PROBLEM REQUIREMENTS :: Extract from the listing each line in which the word "unmapped" appears.

Top of GIVEN DATA

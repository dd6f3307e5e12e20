use predicates::str::contains;
use std::fs;

mod common;
use common::{Sandbox, sample_ledger};

#[test]
fn test_export_csv_matches_ledger() {
    let sb = Sandbox::new();
    sample_ledger(&sb);
    let out = sb.path("out.csv").to_string_lossy().to_string();

    sb.run(&["export", "--format", "csv", "--file", &out])
        .assert()
        .success()
        .stdout(contains("3 records"));

    assert_eq!(fs::read_to_string(&out).unwrap(), sb.read_ledger());
}

#[test]
fn test_export_json_range() {
    let sb = Sandbox::new();
    sample_ledger(&sb);
    let out = sb.path("out.json").to_string_lossy().to_string();

    sb.run(&[
        "export", "--format", "json", "--file", &out, "--range", "2024-05-02",
    ])
    .assert()
    .success();

    let value: serde_json::Value = serde_json::from_str(&fs::read_to_string(&out).unwrap()).unwrap();
    let rows = value.as_array().unwrap();
    assert_eq!(rows.len(), 1);
    assert_eq!(rows[0]["student_id"], "S1");
    assert_eq!(rows[0]["date"], "2024-05-02");
}

#[test]
fn test_export_xlsx_writes_file() {
    let sb = Sandbox::new();
    sample_ledger(&sb);
    let out = sb.path("out.xlsx").to_string_lossy().to_string();

    sb.run(&["export", "--format", "xlsx", "--file", &out])
        .assert()
        .success();

    let bytes = fs::read(&out).unwrap();
    assert!(bytes.starts_with(b"PK"));
}

#[test]
fn test_export_requires_absolute_path() {
    let sb = Sandbox::new();
    sample_ledger(&sb);

    sb.run(&["export", "--format", "csv", "--file", "relative.csv"])
        .assert()
        .failure()
        .stderr(contains("must be absolute"));
}

#[test]
fn test_export_existing_file_needs_force() {
    let sb = Sandbox::new();
    sample_ledger(&sb);
    let out = sb.write("out.csv", "keep me");

    sb.run(&["export", "--file", &out])
        .write_stdin("n\n")
        .assert()
        .failure()
        .stderr(contains("not overwritten"));
    assert_eq!(fs::read_to_string(&out).unwrap(), "keep me");

    sb.run(&["export", "--file", &out, "--force"])
        .assert()
        .success();
    assert!(fs::read_to_string(&out).unwrap().starts_with("StudentID,"));
}

#[test]
fn test_export_empty_range_writes_nothing() {
    let sb = Sandbox::new();
    sample_ledger(&sb);
    let out = sb.path("none.csv").to_string_lossy().to_string();

    sb.run(&["export", "--file", &out, "--range", "2023"])
        .assert()
        .success()
        .stdout(contains("No records found"));
    assert!(!common::exists(&out));
}

#[test]
fn test_backup_plain_and_zip() {
    let sb = Sandbox::new();
    sample_ledger(&sb);

    let plain = sb.path("bk").join("copy.csv").to_string_lossy().to_string();
    sb.run(&["backup", "--file", &plain])
        .assert()
        .success()
        .stdout(contains("Backup created"));
    assert_eq!(fs::read_to_string(&plain).unwrap(), sb.read_ledger());

    let zipped = sb.path("bk").join("copy2.csv").to_string_lossy().to_string();
    sb.run(&["backup", "--file", &zipped, "--compress"])
        .assert()
        .success();
    assert!(sb.path("bk").join("copy2.zip").exists());
    assert!(!sb.path("bk").join("copy2.csv").exists());
}
use crate::errors::AppResult;
use crate::journal::{JournalPool, jlog_or_warn};
use crate::ledger::{RekeyReport, SharedLedger, load_mapping};
use crate::ui::messages::{bullet, info, success, warning};
use std::path::Path;

pub struct RekeyLogic;

impl RekeyLogic {
    /// Fill missing student ids from a `Name, StudentID` mapping file.
    pub fn run(
        ledger: &SharedLedger,
        journal: Option<&JournalPool>,
        map_file: &Path,
    ) -> AppResult<RekeyReport> {
        let mapping = load_mapping(map_file)?;
        info(format!(
            "Loaded {} name mappings from {}",
            mapping.len(),
            map_file.display()
        ));

        let report = ledger.with_store(|store| store.rekey(&mapping))?;

        if report.updated == 0 {
            info("No rows needed a student id.");
        } else {
            success(format!("{} rows now carry a student id.", report.updated));
            jlog_or_warn(
                journal,
                "rekey",
                &map_file.to_string_lossy(),
                &format!(
                    "{} rows updated, {} names unmapped",
                    report.updated,
                    report.unmapped.len()
                ),
            );
        }

        if !report.unmapped.is_empty() {
            warning(format!("{} names have no mapping:", report.unmapped.len()));
            for name in &report.unmapped {
                bullet(name);
            }
        }

        Ok(report)
    }
}
use crate::config::Config;
use crate::core::check::CheckLogic;
use crate::errors::AppResult;
use crate::ledger::LedgerStore;
use crate::ui::messages::warning;

pub fn handle(cfg: &Config) -> AppResult<()> {
    let path = cfg.ledger_path();
    if !path.exists() {
        warning(format!("No ledger at {}. Run `init` or mark someone first.", path.display()));
        return Ok(());
    }

    let store = LedgerStore::load(&path, cfg.key_mode)?;
    CheckLogic::run(&store);
    Ok(())
}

Bottom of GIVEN DATA

EXERCISE SOLUTION ::
                    "{} rows updated, {} names unmapped",
                    report.unmapped.len()
        if !report.unmapped.is_empty() {
            warning(format!("{} names have no mapping:", report.unmapped.len()));
            for name in &report.unmapped {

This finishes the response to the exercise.